Das Patent wird dann später gegen sie verwendet, falls sie nochmal
versuchen, etwas auf die Beine zu stellen.


> Das sind nämlich die die Innovation betreiben und auf
> Entwicklung setzen, aber ebend keine Gelder dafür horten um das Ganze
> praktisch umsetzen zu können

Auch Patentanmeldungen kosten Geld, und es ist nicht anzunehmen,
daß sowas zukünftig kostengünstiger wird.


> und diese lieber in Entwicklung stecken ...
> und wenn sie dann erfolgreich waren brauchen Sie Partner für die
> Vermarktung und schöpfen ihren 'Lohn' aus dieser Vermarktung.
> Was machen denn die 'Kleinen' ohne Patente? Die 'Großen' /bitten/ die
> Vermarktung zu bezahlen und ihnen einen gerechten Anteil vom Gewinn
> abzugeben? Nun, ich denke, selbst gut zu arbeiten und dann trotzdem
> jemanden bitten zu *müssen* ist nicht unbedingt Freiheit.

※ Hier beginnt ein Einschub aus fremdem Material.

//! crates/plant_doctor_core/src/library.rs
//!
//! The read-only plant encyclopedia shown alongside diagnoses.

use std::sync::OnceLock;

use crate::domain::{CareLevel, LibraryPlant};

struct Entry {
    id: &'static str,
    name: &'static str,
    scientific_name: &'static str,
    category: &'static str,
    care_level: CareLevel,
    light: &'static str,
    water: &'static str,
    soil: &'static str,
    common_issues: &'static [&'static str],
    description: &'static str,
    image: &'static str,
}

const ENTRIES: &[Entry] = &[
    Entry {
        id: "1",
        name: "Monstera Deliciosa",
        scientific_name: "Monstera deliciosa",
        category: "Tropical",
        care_level: CareLevel::Moderate,
        light: "Bright, indirect sunlight",
        water: "Every 1-2 weeks, allowing soil to dry out between waterings",
        soil: "Well-draining potting mix with peat moss",
        common_issues: &[
            "Yellowing leaves (overwatering)",
            "Brown edges (low humidity)",
            "Small leaves (low light)",
        ],
        description: "Famous for its natural leaf holes, the Monstera is a stunning climber that brings a tropical feel to any room.",
        image: "https://images.unsplash.com/photo-1614594975525-e45190c55d0b?auto=format&fit=crop&q=80&w=800",
    },
    Entry {
        id: "2",
        name: "Snake Plant",
        scientific_name: "Dracaena trifasciata",
        category: "Succulent",
        care_level: CareLevel::Easy,
        light: "Any light from low to bright indirect",
        water: "Every 2-4 weeks, soil must be completely dry",
        soil: "Cactus or succulent mix",
        common_issues: &[
            "Root rot (too much water)",
            "Mushy leaves (extreme overwatering)",
            "Wrinkled leaves (very thirsty)",
        ],
        description: "One of the hardiest plants available. Excellent for air purification and nearly impossible to kill.",
        image: "https://images.unsplash.com/photo-1593482892290-f54927ae1bf7?auto=format&fit=crop&q=80&w=800",
    },
    Entry {
        id: "3",
        name: "Fiddle Leaf Fig",
        scientific_name: "Ficus lyrata",
        category: "Tree",
        care_level: CareLevel::Challenging,
        light: "Consistent bright, indirect light",
        water: "Weekly, keep soil moist but not soggy",
        soil: "Well-draining, nutrient-rich potting soil",
        common_issues: &[
            "Leaf drop (sudden environment change)",
            "Brown spots (root rot or bacterial infection)",
            "Pale leaves (lack of nutrients)",
        ],
        description: "Known for its large, violin-shaped leaves. It is beautiful but can be temperamental about its environment.",
        image: "https://images.unsplash.com/photo-1545239351-ef35f43d514b?auto=format&fit=crop&q=80&w=800",
    },
    Entry {
        id: "4",
        name: "Spider Plant",
        scientific_name: "Chlorophytum comosum",
        category: "Hanging",
        care_level: CareLevel::Easy,
        light: "Bright to moderate indirect light",
        water: "Once a week, soil should dry slightly",
        soil: "Standard potting mix",
        common_issues: &[
            "Brown leaf tips (fluoride in water)",
            "Fading color (too much direct sun)",
            "Sparse growth (needs repotting)",
        ],
        description: "Produces small \"pups\" that hang down like spiders on a web. Very adaptable and great for beginners.",
        image: "https://images.unsplash.com/photo-1545241047-6083a3684587?auto=format&fit=crop&q=80&w=800",
    },
    Entry {
        id: "5",
        name: "Peace Lily",
        scientific_name: "Spathiphyllum",
        category: "Flowering",
        care_level: CareLevel::Moderate,
        light: "Low to medium indirect light",
        water: "Keep soil moist, will \"wilt\" when thirsty",
        soil: "Rich, well-draining potting soil",
        common_issues: &[
            "Brown tips (dry air)",
            "Yellow leaves (too much sun)",
            "No blooms (not enough light)",
        ],
        description: "Elegant white flowers and deep green foliage. It is excellent at communicating its water needs.",
        image: "https://images.unsplash.com/photo-1593691509543-c55fb32e7355?auto=format&fit=crop&q=80&w=800",
    },
    Entry {
        id: "6",
        name: "Aloe Vera",
        scientific_name: "Aloe barbadensis miller",
        category: "Succulent",
        care_level: CareLevel::Easy,
        light: "Bright, direct sunlight",
        water: "Every 2-3 weeks, allow soil to dry completely",
        soil: "Well-draining succulent mix",
        common_issues: &[
            "Soft stems (overwatering)",
            "Thin leaves (underwatering)",
            "Brown leaves (excessive direct heat)",
        ],
        description: "A useful succulent known for the medicinal properties of the gel inside its thick leaves.",
        image: "https://images.unsplash.com/photo-1596547609652-9cf5d8d76921?auto=format&fit=crop&q=80&w=800",
    },
];

impl Entry {
    fn to_domain(&self) -> LibraryPlant {
        LibraryPlant {
            id: self.id.to_string(),
            name: self.name.to_string(),
            scientific_name: self.scientific_name.to_string(),
            category: self.category.to_string(),
            care_level: self.care_level,
            light: self.light.to_string(),
            water: self.water.to_string(),
            soil: self.soil.to_string(),
            common_issues: self.common_issues.iter().map(|s| s.to_string()).collect(),
            description: self.description.to_string(),
            image: self.image.to_string(),
        }
    }
}

/// Every plant in the encyclopedia, in display order.
pub fn all() -> &'static [LibraryPlant] {
    static PLANTS: OnceLock<Vec<LibraryPlant>> = OnceLock::new();
    PLANTS.get_or_init(|| ENTRIES.iter().map(Entry::to_domain).collect())
}

pub fn find(id: &str) -> Option<&'static LibraryPlant> {
    all().iter().find(|p| p.id == id)
}

/// Plants whose category matches, ignoring case.
pub fn by_category(category: &str) -> Vec<&'static LibraryPlant> {
    all()
        .iter()
        .filter(|p| p.category.eq_ignore_ascii_case(category))
        .collect()
}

Eine Patentrecherche zu blechen und dann mangels Geld für einen guten Anwalt
kein Patent zu bekommen oder einen Einspruch zu verlieren von den zahlungskräftigen
Gegnern.... bringt das etwas?

Hingegen kann man, wenn man geschickt Werbung macht - das ist
sicherlich effektiver und direkter und weniger aufwändig als eine Patentrrecherche -
sich wenigstens seinen Nischenmarkt sichern.

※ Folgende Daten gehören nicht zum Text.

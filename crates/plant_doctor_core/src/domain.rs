//! crates/plant_doctor_core/src/domain.rs
//!
//! Defines the core data structures for the application.
//! The serde attributes pin the persisted JSON shape (camelCase fields and the
//! provider's status literals), so blobs written by earlier clients still load.

use serde::{Deserialize, Serialize};
use std::fmt;
use uuid::Uuid;

/// Opaque identifier of an `AnalysisRecord`. New records get a v4 UUID, but
/// any string read back from storage is accepted as-is.
#[derive(Debug, Clone, PartialEq, Eq, Hash, Serialize, Deserialize)]
#[cfg_attr(feature = "openapi", derive(utoipa::ToSchema))]
#[serde(transparent)]
pub struct RecordId(String);

impl RecordId {
    pub fn generate() -> Self {
        Self(Uuid::new_v4().to_string())
    }

    pub fn as_str(&self) -> &str {
        &self.0
    }
}

impl From<String> for RecordId {
    fn from(id: String) -> Self {
        Self(id)
    }
}

impl From<&str> for RecordId {
    fn from(id: &str) -> Self {
        Self(id.to_string())
    }
}

impl fmt::Display for RecordId {
    fn fmt(&self, f: &mut fmt::Formatter<'_>) -> fmt::Result {
        f.write_str(&self.0)
    }
}

/// Overall health verdict returned by the vision provider.
#[derive(Debug, Clone, Copy, PartialEq, Eq, Serialize, Deserialize)]
#[cfg_attr(feature = "openapi", derive(utoipa::ToSchema))]
pub enum HealthStatus {
    Healthy,
    #[serde(rename = "Disease Detected")]
    DiseaseDetected,
    Warning,
}

/// How serious the detected problem is.
#[derive(Debug, Clone, Copy, PartialEq, Eq, Serialize, Deserialize)]
#[cfg_attr(feature = "openapi", derive(utoipa::ToSchema))]
pub enum Severity {
    None,
    Low,
    Medium,
    High,
}

/// A single plant diagnosis. Never mutated after construction; History and
/// Collection hold copies that share the same `id`.
#[derive(Debug, Clone, PartialEq, Serialize, Deserialize)]
#[cfg_attr(feature = "openapi", derive(utoipa::ToSchema))]
#[serde(rename_all = "camelCase")]
pub struct AnalysisRecord {
    pub id: RecordId,
    /// Creation time in epoch milliseconds.
    pub timestamp: i64,
    /// The photographed image as a self-contained data URI.
    pub image_url: String,
    pub plant_name: String,
    pub health_status: HealthStatus,
    #[serde(default, skip_serializing_if = "Option::is_none")]
    pub disease_name: Option<String>,
    #[serde(default, skip_serializing_if = "Option::is_none")]
    pub confidence: Option<f64>,
    pub description: String,
    pub treatment_steps: Vec<String>,
    pub preventive_tips: Vec<String>,
    pub severity: Severity,
}

// Represents how demanding a library plant is to keep.
#[derive(Debug, Clone, Copy, PartialEq, Eq, Serialize, Deserialize)]
#[cfg_attr(feature = "openapi", derive(utoipa::ToSchema))]
pub enum CareLevel {
    Easy,
    Moderate,
    Challenging,
}

/// An entry of the static plant encyclopedia.
#[derive(Debug, Clone, PartialEq, Serialize, Deserialize)]
#[cfg_attr(feature = "openapi", derive(utoipa::ToSchema))]
#[serde(rename_all = "camelCase")]
pub struct LibraryPlant {
    pub id: String,
    pub name: String,
    pub scientific_name: String,
    pub category: String,
    pub care_level: CareLevel,
    pub light: String,
    pub water: String,
    pub soil: String,
    pub common_issues: Vec<String>,
    pub description: String,
    pub image: String,
}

M$ hat klein angefangen. Es gab keine Patente, sie konnten wachsen.
Gutes Marketing hat geholfen.



> 
> > Wer Patente und Innovation in einem Zuge nennt und meint, Patente
> > würden Innovation hervorbringen hat entweder GARKEINE Ahnung
> > vom kreativen
> > prozess, oder führt anderes im Schilde.
> 
> Wenn ich Software schreibe, dann erwarte ich bestimmen zu können was
> damit geschiet, dieses "bestimmen" kann ich nun über eine OSS-Lizenz
> regeln, ein Anderer tut das quasi über ein Patent - wo ist der
> prinzipielle Unterschied?

Der prinzipielle Unterschied zwischen Marketing und Patent:

  Marketing: ich Preise mein Produkt an und wenn es den Kunden gefällt,
             (das produkt, oder das, was die Werbung darüber suggeriert),
             dann wird es gekauft

  
  Patent:    ich melde ein Patent an und habe ein Anrecht auf ein staatlich
             sichergestelltes Monopol und darf anderen, die das selbe erfunden
             haben (vielleicht sogar zeitlich VOR MIR), es aber nicht angemeldet
             haben (z.B. keine Moneten dafür oder als trivial betrachtet)
             verbieten, es kommerziell einzusetzen.


Wenn Du also erfindest, einen absoluten Pfad zu einer Datei in seine bestandteile
aufzusplitten (also den Pfad am "/" oder "\" aufzutrennen), und es als
patentwürdig ansiehst, und schöne Worte dafür findest, dann kannst Du es
versuchen zum Patent anzumelden.
Klar, das ist trivial, deswegen meldet eskeiner an, nicht?

Gibt es aber schon als Patent, weil es andere als nicht-trivial, sondern als
patentwürdig betrachtet haben. Wenn Du also auf diese Idee selbsttätig gekommen
bist und es nicht abgekupfert hast, dann fragst Du Dich doch möglicherweise, wieso
man Dir sowas per staatlich durchgesetzter Monopolisierung verbieten will.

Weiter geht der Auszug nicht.